"""

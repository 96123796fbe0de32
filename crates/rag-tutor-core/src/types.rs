use serde::{Deserialize, Serialize};

/// Who produced a transcript turn.
#[derive(Debug, Clone, Copy, PartialEq, Eq, Hash, Serialize, Deserialize)]
#[serde(rename_all = "snake_case")]
pub enum Speaker {
    User,
    Assistant,
    /// A condensed stand-in for a span of earlier turns.
    Summary,
}

/// How the assistant should pitch its answers. Chosen once per session.
#[derive(Debug, Clone, Copy, Default, PartialEq, Eq, Serialize, Deserialize)]
#[serde(rename_all = "snake_case")]
pub enum ExperienceLevel {
    #[default]
    Basics,
    Advanced,
}

impl ExperienceLevel {
    pub const ALL: [ExperienceLevel; 2] = [ExperienceLevel::Basics, ExperienceLevel::Advanced];

    pub fn label(&self) -> &'static str {
        match self {
            Self::Basics => "Basics",
            Self::Advanced => "Advanced",
        }
    }

    /// Mission statement injected into the run instructions.
    pub fn mission(&self) -> &'static str {
        match self {
            Self::Basics => {
                "Your mission is to teach the user through analogies about machine learning, AI, \
                 and statistical analysis topics, emphasizing those covered in the provided context. \
                 Be friendly, fun, and helpful and try Feynman techniques and analogies. This is a \
                 very important mission for this user who is new to the topic. "
            }
            Self::Advanced => {
                "Your mission is to teach this advanced user about machine learning, AI, and \
                 statistical analysis topics, emphasizing those covered in the provided context. \
                 Be focused, brief, to the point. No disclaimers. This is a very important mission \
                 for this user who is trying to be maximally efficient. "
            }
        }
    }
}

impl std::str::FromStr for ExperienceLevel {
    type Err = String;

    fn from_str(s: &str) -> Result<Self, Self::Err> {
        match s.trim().to_ascii_lowercase().as_str() {
            "basics" | "basic" => Ok(Self::Basics),
            "advanced" => Ok(Self::Advanced),
            other => Err(format!("unknown experience level '{other}' (expected basics or advanced)")),
        }
    }
}

impl std::fmt::Display for ExperienceLevel {
    fn fmt(&self, f: &mut std::fmt::Formatter<'_>) -> std::fmt::Result {
        f.write_str(self.label())
    }
}

/// A footnote derived from an assistant message annotation.
#[derive(Debug, Clone, PartialEq, Eq, Serialize, Deserialize)]
pub struct Citation {
    /// Position of the annotation in the message's annotation list.
    pub index: usize,
    /// Quoted excerpt, empty for file-path annotations.
    pub source_quote: String,
    /// Rendered footnote line, e.g. `[0] some quote from notes.pdf`.
    pub source_label: String,
    pub file_name: String,
}

/// Lifecycle status of a backend run as seen by this application.
#[derive(Debug, Clone, Copy, PartialEq, Eq, Serialize, Deserialize)]
#[serde(rename_all = "snake_case")]
pub enum RunStatus {
    Queued,
    InProgress,
    Completed,
    Failed,
    TimedOut,
}

impl RunStatus {
    pub fn is_terminal(&self) -> bool {
        matches!(self, Self::Completed | Self::Failed | Self::TimedOut)
    }
}

/// One run against one backend session context. Never reused across requests.
#[derive(Debug, Clone, Serialize, Deserialize)]
pub struct RunHandle {
    pub session_id: String,
    pub run_id: String,
    pub status: RunStatus,
    /// Number of status fetches performed so far.
    pub attempts: u32,
}

#[cfg(test)]
mod tests {
    use super::*;

    #[test]
    fn test_experience_level_parse() {
        assert_eq!("Basics".parse::<ExperienceLevel>(), Ok(ExperienceLevel::Basics));
        assert_eq!(" advanced ".parse::<ExperienceLevel>(), Ok(ExperienceLevel::Advanced));
        assert!("expert".parse::<ExperienceLevel>().is_err());
    }

    #[test]
    fn test_missions_differ() {
        let basics = ExperienceLevel::Basics.mission();
        let advanced = ExperienceLevel::Advanced.mission();
        assert_ne!(basics, advanced);
        assert!(basics.contains("analogies"));
        assert!(advanced.contains("No disclaimers"));
    }

    #[test]
    fn test_terminal_statuses() {
        assert!(RunStatus::Completed.is_terminal());
        assert!(RunStatus::TimedOut.is_terminal());
        assert!(RunStatus::Failed.is_terminal());
        assert!(!RunStatus::Queued.is_terminal());
        assert!(!RunStatus::InProgress.is_terminal());
    }
}
//! Error taxonomy for the launch host.

use thiserror::Error;

/// Errors a launch call can fail with.
#[derive(Debug, Error)]
pub enum LaunchError {
    /// The process-wide guard was already used; no worker was spawned.
    #[error("a stream application was already launched in this process")]
    AlreadyLaunched,

    /// No construction strategy matched the argument list, or the
    /// configuration accessor failed.
    #[error("resolution failed: {0}")]
    Resolution(String),

    /// Failure raised by the application's own `init`/`start` logic after
    /// successful resolution. The original cause is preserved verbatim.
    #[error(transparent)]
    Application(anyhow::Error),

    /// The caller's wait ended before the worker reported an outcome.
    #[error("launch wait interrupted: {0}")]
    Interrupted(String),

    /// The worker failed structurally (e.g. panicked) instead of reporting
    /// a captured failure.
    #[error("launch worker failed: {0}")]
    Worker(String),

    /// The worker thread could not be spawned.
    #[error("IO error: {0}")]
    Io(#[from] std::io::Error),
}
//! Join-condition pairs for stream operations.

/// Ordered list of left-key/right-key pairs describing how two streams join.
///
/// Keys must appear in the data header of the respective side.
#[derive(Debug, Clone, Default, PartialEq, Eq)]
pub struct Conditions {
    pairs: Vec<(String, String)>,
}

impl Conditions {
    pub fn new() -> Self {
        Self::default()
    }

    /// Add a left-key/right-key pair. Multiple pairs can be added for
    /// different situations.
    pub fn add(mut self, left: impl Into<String>, right: impl Into<String>) -> Self {
        self.pairs.push((left.into(), right.into()));
        self
    }

    pub fn add_all(mut self, pairs: impl IntoIterator<Item = (String, String)>) -> Self {
        self.pairs.extend(pairs);
        self
    }

    pub fn pairs(&self) -> &[(String, String)] {
        &self.pairs
    }
}
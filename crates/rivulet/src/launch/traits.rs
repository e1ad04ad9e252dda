//! Core trait for launchable stream applications.

use crate::config::StreamConfig;
use crate::context::StreamContext;

use super::resolver::ConstructorSet;

/// The contract every launchable application must expose.
///
/// The launch host depends on exactly four capabilities: the construction
/// strategies, the configuration accessor, and the `init`/`start` lifecycle
/// hooks. `init` always completes before `start` begins, and both run on the
/// worker thread, never on the caller.
///
/// # Example
///
/// ```rust,ignore
/// use rivulet::prelude::*;
///
/// #[derive(Default)]
/// struct Echo;
///
/// impl StreamApp for Echo {
///     fn constructors() -> ConstructorSet<Self> {
///         ConstructorSet::new().zero_arg_default()
///     }
///
///     fn config(&self) -> anyhow::Result<StreamConfig> {
///         Ok(StreamConfig::builder()
///             .from_topic(TopicKey::new("default", "t1"))
///             .to_topic(TopicKey::new("default", "t2"))
///             .build())
///     }
///
///     fn init(&mut self) -> anyhow::Result<()> {
///         Ok(())
///     }
///
///     fn start(&mut self, ctx: StreamContext, config: &StreamConfig) -> anyhow::Result<()> {
///         // Main loop; may block for the lifetime of the stream.
///         Ok(())
///     }
/// }
/// ```
pub trait StreamApp: Send + 'static {
    /// Construction strategies for this application.
    ///
    /// The default registers nothing, so a type that declares no strategies
    /// fails resolution for every argument list.
    fn constructors() -> ConstructorSet<Self>
    where
        Self: Sized,
    {
        ConstructorSet::new()
    }

    /// Declared configuration. Invoked once per launch, right after
    /// construction and before any lifecycle hook.
    fn config(&self) -> anyhow::Result<StreamConfig>;

    /// Called once, before `start`.
    fn init(&mut self) -> anyhow::Result<()>;

    /// Main body. Runs after `init` returns and may block for the lifetime
    /// of a long-running stream.
    fn start(&mut self, ctx: StreamContext, config: &StreamConfig) -> anyhow::Result<()>;
}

"""

Return each full line of the entries that contains the word "Debug".

#[derive(Debug, Clone, Copy, PartialEq, Eq, Hash, Serialize, Deserialize)]
#[derive(Debug, Clone, Copy, Default, PartialEq, Eq, Serialize, Deserialize)]
#[derive(Debug, Clone, PartialEq, Eq, Serialize, Deserialize)]
#[derive(Debug, Clone, Copy, PartialEq, Eq, Serialize, Deserialize)]
#[derive(Debug, Clone, Serialize, Deserialize)]
#[derive(Debug, Error)]
#[derive(Debug, Clone, Default, PartialEq, Eq)]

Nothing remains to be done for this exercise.